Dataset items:

*-*-*

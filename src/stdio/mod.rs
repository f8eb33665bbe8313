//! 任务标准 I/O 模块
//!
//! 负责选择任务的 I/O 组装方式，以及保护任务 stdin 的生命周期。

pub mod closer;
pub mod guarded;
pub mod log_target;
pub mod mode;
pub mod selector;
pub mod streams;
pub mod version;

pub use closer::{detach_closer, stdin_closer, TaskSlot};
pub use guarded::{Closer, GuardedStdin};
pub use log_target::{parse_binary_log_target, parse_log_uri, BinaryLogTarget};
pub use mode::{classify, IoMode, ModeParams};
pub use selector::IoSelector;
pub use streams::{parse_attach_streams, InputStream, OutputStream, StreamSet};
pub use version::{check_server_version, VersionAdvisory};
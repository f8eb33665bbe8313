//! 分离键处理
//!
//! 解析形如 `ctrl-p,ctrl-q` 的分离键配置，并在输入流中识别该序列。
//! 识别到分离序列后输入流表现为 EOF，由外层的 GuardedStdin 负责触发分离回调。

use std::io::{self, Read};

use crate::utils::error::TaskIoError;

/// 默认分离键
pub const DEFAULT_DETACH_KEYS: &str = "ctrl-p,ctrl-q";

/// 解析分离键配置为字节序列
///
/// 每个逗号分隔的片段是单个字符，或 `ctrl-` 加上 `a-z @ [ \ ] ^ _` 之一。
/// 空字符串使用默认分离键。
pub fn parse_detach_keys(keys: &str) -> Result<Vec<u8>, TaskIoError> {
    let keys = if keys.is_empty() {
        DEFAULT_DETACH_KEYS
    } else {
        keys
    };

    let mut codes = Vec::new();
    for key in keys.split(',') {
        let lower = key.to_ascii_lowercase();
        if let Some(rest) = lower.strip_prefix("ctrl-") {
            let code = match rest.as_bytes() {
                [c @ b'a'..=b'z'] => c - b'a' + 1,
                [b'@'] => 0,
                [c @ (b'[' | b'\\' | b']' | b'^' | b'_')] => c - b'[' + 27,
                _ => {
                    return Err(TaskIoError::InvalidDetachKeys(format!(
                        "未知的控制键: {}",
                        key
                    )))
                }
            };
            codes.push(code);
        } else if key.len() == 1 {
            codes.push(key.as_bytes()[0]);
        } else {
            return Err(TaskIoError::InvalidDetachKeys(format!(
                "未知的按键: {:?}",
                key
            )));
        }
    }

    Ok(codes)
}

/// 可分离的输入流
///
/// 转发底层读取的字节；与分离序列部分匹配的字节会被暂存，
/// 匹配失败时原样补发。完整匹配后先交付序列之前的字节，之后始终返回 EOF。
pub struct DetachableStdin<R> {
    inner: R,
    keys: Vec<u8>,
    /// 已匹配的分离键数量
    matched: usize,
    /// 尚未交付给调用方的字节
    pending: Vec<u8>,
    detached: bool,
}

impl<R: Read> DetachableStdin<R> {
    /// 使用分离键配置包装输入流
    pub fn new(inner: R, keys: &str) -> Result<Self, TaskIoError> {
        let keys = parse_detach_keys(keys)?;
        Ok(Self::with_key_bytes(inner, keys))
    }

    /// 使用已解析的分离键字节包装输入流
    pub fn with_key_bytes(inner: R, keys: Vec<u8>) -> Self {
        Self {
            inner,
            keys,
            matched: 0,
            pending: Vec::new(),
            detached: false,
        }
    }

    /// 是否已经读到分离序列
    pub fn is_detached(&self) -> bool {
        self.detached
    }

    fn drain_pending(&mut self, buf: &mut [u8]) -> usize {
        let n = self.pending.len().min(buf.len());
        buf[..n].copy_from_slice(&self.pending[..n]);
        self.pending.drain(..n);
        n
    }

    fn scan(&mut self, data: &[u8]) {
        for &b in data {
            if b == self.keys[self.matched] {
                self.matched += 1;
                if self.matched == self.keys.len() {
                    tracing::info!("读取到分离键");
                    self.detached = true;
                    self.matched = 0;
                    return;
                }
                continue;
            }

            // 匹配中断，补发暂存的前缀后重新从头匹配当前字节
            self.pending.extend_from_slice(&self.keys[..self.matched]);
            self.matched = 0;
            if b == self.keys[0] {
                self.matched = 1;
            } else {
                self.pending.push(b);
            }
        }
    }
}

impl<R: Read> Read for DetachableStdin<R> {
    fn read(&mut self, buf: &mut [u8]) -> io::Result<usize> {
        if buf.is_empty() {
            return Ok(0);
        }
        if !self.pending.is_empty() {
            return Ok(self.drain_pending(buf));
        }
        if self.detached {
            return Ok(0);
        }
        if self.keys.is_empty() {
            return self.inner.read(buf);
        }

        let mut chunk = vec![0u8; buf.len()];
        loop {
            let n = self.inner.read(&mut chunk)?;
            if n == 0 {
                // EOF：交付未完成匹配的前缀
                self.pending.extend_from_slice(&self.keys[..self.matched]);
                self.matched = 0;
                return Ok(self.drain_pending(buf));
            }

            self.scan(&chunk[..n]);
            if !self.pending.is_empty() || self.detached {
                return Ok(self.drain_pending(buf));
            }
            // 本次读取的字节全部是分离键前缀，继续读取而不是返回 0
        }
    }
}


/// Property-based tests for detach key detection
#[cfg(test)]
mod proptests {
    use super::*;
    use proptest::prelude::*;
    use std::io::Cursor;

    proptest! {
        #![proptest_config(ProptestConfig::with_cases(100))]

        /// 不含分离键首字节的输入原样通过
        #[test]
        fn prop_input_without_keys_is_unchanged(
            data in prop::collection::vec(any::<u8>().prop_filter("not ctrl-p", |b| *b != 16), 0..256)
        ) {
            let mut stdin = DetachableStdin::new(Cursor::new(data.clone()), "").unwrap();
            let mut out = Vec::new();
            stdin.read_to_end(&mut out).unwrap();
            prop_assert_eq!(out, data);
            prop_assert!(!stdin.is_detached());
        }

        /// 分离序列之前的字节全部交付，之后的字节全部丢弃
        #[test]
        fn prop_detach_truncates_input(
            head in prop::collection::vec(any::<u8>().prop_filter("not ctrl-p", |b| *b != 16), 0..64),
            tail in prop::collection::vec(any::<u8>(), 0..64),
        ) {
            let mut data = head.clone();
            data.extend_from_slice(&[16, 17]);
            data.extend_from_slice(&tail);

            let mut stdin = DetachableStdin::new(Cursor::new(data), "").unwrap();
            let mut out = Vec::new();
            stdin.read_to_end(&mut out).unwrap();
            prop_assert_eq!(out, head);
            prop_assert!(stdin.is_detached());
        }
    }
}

*-*-*

**Problem statement**
Up to and including the line with "pub use selector::IoSelector;", please return the records exactly, beginning from their first line.

**Result of the exercise**
filename src/stdio/mod.rs
repository f8eb33665bbe8313
//! 任务标准 I/O 模块
//!
//! 负责选择任务的 I/O 组装方式，以及保护任务 stdin 的生命周期。

pub mod closer;
pub mod guarded;
pub mod log_target;
pub mod mode;
pub mod selector;
pub mod streams;
pub mod version;

pub use closer::{detach_closer, stdin_closer, TaskSlot};
pub use guarded::{Closer, GuardedStdin};
pub use log_target::{parse_binary_log_target, parse_log_uri, BinaryLogTarget};
pub use mode::{classify, IoMode, ModeParams};
pub use selector::IoSelector;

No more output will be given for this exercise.